Apply a transformation to each record. Uses a `lambda` function.

The `apply()` method should be used after you have established that you can't use a vectorized function.

In [None]:
iris['sepal_len_sq'] = iris.sepal_length.apply(lambda x: x**2)
iris.head(5)

Transformation involving multiple columns. Uses `axis=1` to access columns.  
Compute average of `sepal_length`, `sepal_width`:

In [None]:
iris['sepal_len_wid_avg'] = iris[['sepal_length','sepal_width']].apply(lambda x: (x.sepal_length+x.sepal_width)/2, axis=1)
iris.head()

**Vectorized Version**

In [None]:
%time iris.sepal_length**2

Compare to `.apply()`

In [None]:
%time iris.sepal_length.apply(lambda x: x**2)

## Aggregation

Involves one or more of:

- splitting the data into groups
- applying a function to each group
- combining results

### `.groupby()`

Compute mean of each column, grouped (separately) by species

In [None]:
iris.groupby("species").mean()

### `pd.pivot_table()`

Apply a function `aggfunc` to selected values grouped by columns

[Details](https://pandas.pydata.org/pandas-docs/stable/reference/api/pandas.pivot_table.html)

Compute mean sepal length for each species:

In [None]:
pd.pivot_table(iris, values="sepal_length", columns=["species"], aggfunc = np.mean)

## Stacking and Unstacking

Similar to pivoting, but requires -- and takes advantage of -- indexes.

In [None]:
iris_w_idx = iris.copy() 

## Give the original index a name
iris_w_idx.index.name = 'obs_id'

## Create a multi-index, using `species` as part of the key.
iris_w_idx = iris_w_idx.reset_index().set_index(['species','obs_id'])

In [None]:
iris_w_idx

### `.unstack()`

[Details](https://pandas.pydata.org/docs/reference/api/pandas.DataFrame.unstack.html)

In [None]:
iris_wide = iris_w_idx.sepal_length.unstack(fill_value=0).T

In [None]:
iris_wide

In [None]:
iris_wide.mean()

### `.stack()`

[Details](https://pandas.pydata.org/docs/reference/api/pandas.DataFrame.stack.html)

In [None]:
iris_wide.T.stack().to_frame('sepal_length')

## Combining DataFrames

### `pd.concat()`  

Concatenate pandas objects along an axis.

[Details](https://pandas.pydata.org/pandas-docs/stable/reference/api/pandas.concat.html)

Create two dfs and vertically stack them

In [None]:
df1 = pd.DataFrame(np.random.randn(3, 4))
df2 = pd.DataFrame(np.random.randn(3, 4))

In [None]:
df1

In [None]:
df2

**Concat rows**

In [None]:
df3 = pd.concat([df1, df2], axis=0)

In [None]:
df3

**Concat columns**

This assumes that the indexes represent IDs of specific things or events.

In [None]:
df4 = pd.concat([df1, df2], axis=1, keys=['foo', 'bar'])

In [None]:
df4

In [None]:
df4.foo

### `.merge()`

SQL-style joining of tables (DataFrames) -- although Pandas has a `.join()` method, too.
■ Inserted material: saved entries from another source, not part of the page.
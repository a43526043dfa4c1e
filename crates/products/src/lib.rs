//! Store products as seen by the external catalog.
//!
//! This crate derives catalog price and description from store product records,
//! implemented as deterministic logic over a `ProductStore` and a `TaxEngine`.

pub mod config;
pub mod facebook;
pub mod product;
pub mod store;

pub use config::{DescriptionMode, DescriptionModeFilter, SyncConfig};
pub use facebook::FacebookProduct;
pub use product::{FB_PRODUCT_DESCRIPTION, FB_PRODUCT_PRICE, ProductKind, StoreProduct};
pub use store::{InMemoryProductStore, ProductStore};
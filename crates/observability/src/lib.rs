//! Tracing/logging setup shared by catalog-sync binaries and test suites.

/// Initialize process-wide tracing.
///
/// This is safe to call multiple times; subsequent calls become no-ops.
pub fn init() {
    tracing::init();
}

/// Tracing configuration (filters, layers).
pub mod tracing;
//! Entity trait: identity + continuity across state changes.

/// Entity marker + minimal interface.
///
/// Store records (products, variations) are entities: two snapshots with the same
/// id describe the same record, even if their fields differ.
pub trait Entity {
    /// Strongly-typed entity identifier.
    type Id: Clone + Eq + core::hash::Hash + core::fmt::Debug;

    /// Returns the entity identifier.
    fn id(&self) -> &Self::Id;
}
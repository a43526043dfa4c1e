//! Tax adapter for catalog sync.
//!
//! Supplies tax-inclusive/exclusive unit prices for a base price, given the active
//! tax rate table and tax options. Pure computation, no IO.

pub mod engine;
pub mod options;
pub mod rate;

pub use engine::{StandardTaxEngine, TaxEngine};
pub use options::{TaxDisplayMode, TaxLocation, TaxOptions};
pub use rate::{TaxRate, TaxRateTable};
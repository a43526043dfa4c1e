//! Catalog view of a store product.
//!
//! `FacebookProduct` derives the price and description reported to the external
//! catalog. It is a transient read view: build one per call, drop it afterwards.

use catalogsync_core::{DomainResult, Entity, MinorUnits, ProductId};
use catalogsync_tax::TaxEngine;

use crate::config::{DescriptionMode, SyncConfig};
use crate::product::StoreProduct;
use crate::store::ProductStore;

/// Read view over a product (or variation) and, for variations, its parent.
#[derive(Debug, Clone, PartialEq, Eq)]
pub struct FacebookProduct {
    product: StoreProduct,
    parent: Option<StoreProduct>,
}

impl FacebookProduct {
    /// Wrap an already loaded record. `parent` is only consulted for variations.
    pub fn new(product: StoreProduct, parent: Option<StoreProduct>) -> Self {
        Self { product, parent }
    }

    /// Load a record and, when it is a variation, its parent.
    pub fn load<S>(store: &S, id: &ProductId) -> DomainResult<Self>
    where
        S: ProductStore + ?Sized,
    {
        let product = store.load(id)?;
        let parent = store.parent_of(&product)?;
        Ok(Self::new(product, parent))
    }

    pub fn id(&self) -> &ProductId {
        self.product.id()
    }

    pub fn product(&self) -> &StoreProduct {
        &self.product
    }

    pub fn parent(&self) -> Option<&StoreProduct> {
        self.parent.as_ref()
    }

    /// Price to report, in minor currency units.
    ///
    /// Best-effort form of [`FacebookProduct::try_fb_price`]: a price that cannot be
    /// expressed in minor units is logged and reported as zero.
    pub fn fb_price(&self, tax: &dyn TaxEngine, config: &SyncConfig) -> MinorUnits {
        self.try_fb_price(tax, config).unwrap_or_else(|err| {
            tracing::error!(product_id = %self.id(), error = %err, "catalog price out of range");
            MinorUnits::ZERO
        })
    }

    /// Price to report, in minor currency units.
    ///
    /// A stored override price is returned as-is: no tax adjustment is applied to it,
    /// whatever the tax configuration. Otherwise the active price is tax-adjusted for
    /// `config.tax_display` and rounded half away from zero. Fails with `Validation`
    /// when the adjusted price does not fit in minor units.
    pub fn try_fb_price(&self, tax: &dyn TaxEngine, config: &SyncConfig) -> DomainResult<MinorUnits> {
        match self.product.stored_fb_price() {
            Ok(Some(stored)) => {
                tracing::debug!(product_id = %self.id(), %stored, "using stored catalog price");
                return Ok(stored);
            }
            Ok(None) => {}
            Err(err) => {
                tracing::warn!(product_id = %self.id(), error = %err, "ignoring unreadable stored catalog price");
            }
        }

        let Some(price) = self.product.active_price() else {
            return Ok(MinorUnits::ZERO);
        };

        MinorUnits::from_major(tax.adjusted_price(price, config.tax_display))
    }

    /// Description to report.
    ///
    /// First match wins: override description, the variation's own description,
    /// then the mode-selected description of the owning product (the parent for a
    /// variation). Empty when nothing is set anywhere.
    pub fn fb_description(&self, config: &SyncConfig) -> String {
        if let Some(custom) = self.product.fb_description_override() {
            return custom.to_string();
        }

        if self.product.is_variation() && !is_blank(self.product.description()) {
            return self.product.description().to_string();
        }

        let mode = config.resolve_description_mode();

        let owner = match (&self.parent, self.product.is_variation()) {
            (Some(parent), true) => {
                if let Some(custom) = parent.fb_description_override() {
                    return custom.to_string();
                }
                parent
            }
            (None, true) => {
                tracing::debug!(product_id = %self.id(), "variation without parent record; using its own fields");
                &self.product
            }
            (_, false) => &self.product,
        };

        mode_selected_description(owner, mode).to_string()
    }
}

/// The native description picked by `mode`, falling back to the other field when blank.
fn mode_selected_description(product: &StoreProduct, mode: DescriptionMode) -> &str {
    let (preferred, fallback) = match mode {
        DescriptionMode::Standard => (product.description(), product.short_description()),
        DescriptionMode::Short => (product.short_description(), product.description()),
    };

    [preferred, fallback]
        .into_iter()
        .find(|d| !is_blank(d))
        .unwrap_or_default()
}

fn is_blank(text: &str) -> bool {
    text.trim().is_empty()
}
Important parameters include:

- `how` : type of merge {'left', 'right', 'outer', 'inner', 'cross'}, default ‘inner’
- `on`  : names to join on
        
[Details](https://pandas.pydata.org/pandas-docs/stable/reference/api/pandas.DataFrame.merge.html)

Create two tables, `left` and `right`. Then right join them on `key`.  
Right join means include all records from table on right.  
The `key` is used for matching up the records.

In [None]:
##| tags: []
left = pd.DataFrame({"key": ["jamie", "bill"], "lval": [15, 22]})
right = pd.DataFrame({"key": ["jamie", "bill", "asher"], "rval": [4, 5, 8]})

joined = pd.merge(left, right, on="key", how="right")

print('---left')
print(left)
print('\n---right')
print(right)
print('\n---joined')
print(joined)

Notice the NaN inserted into the record with key=asher, since the left table didn't contain the key.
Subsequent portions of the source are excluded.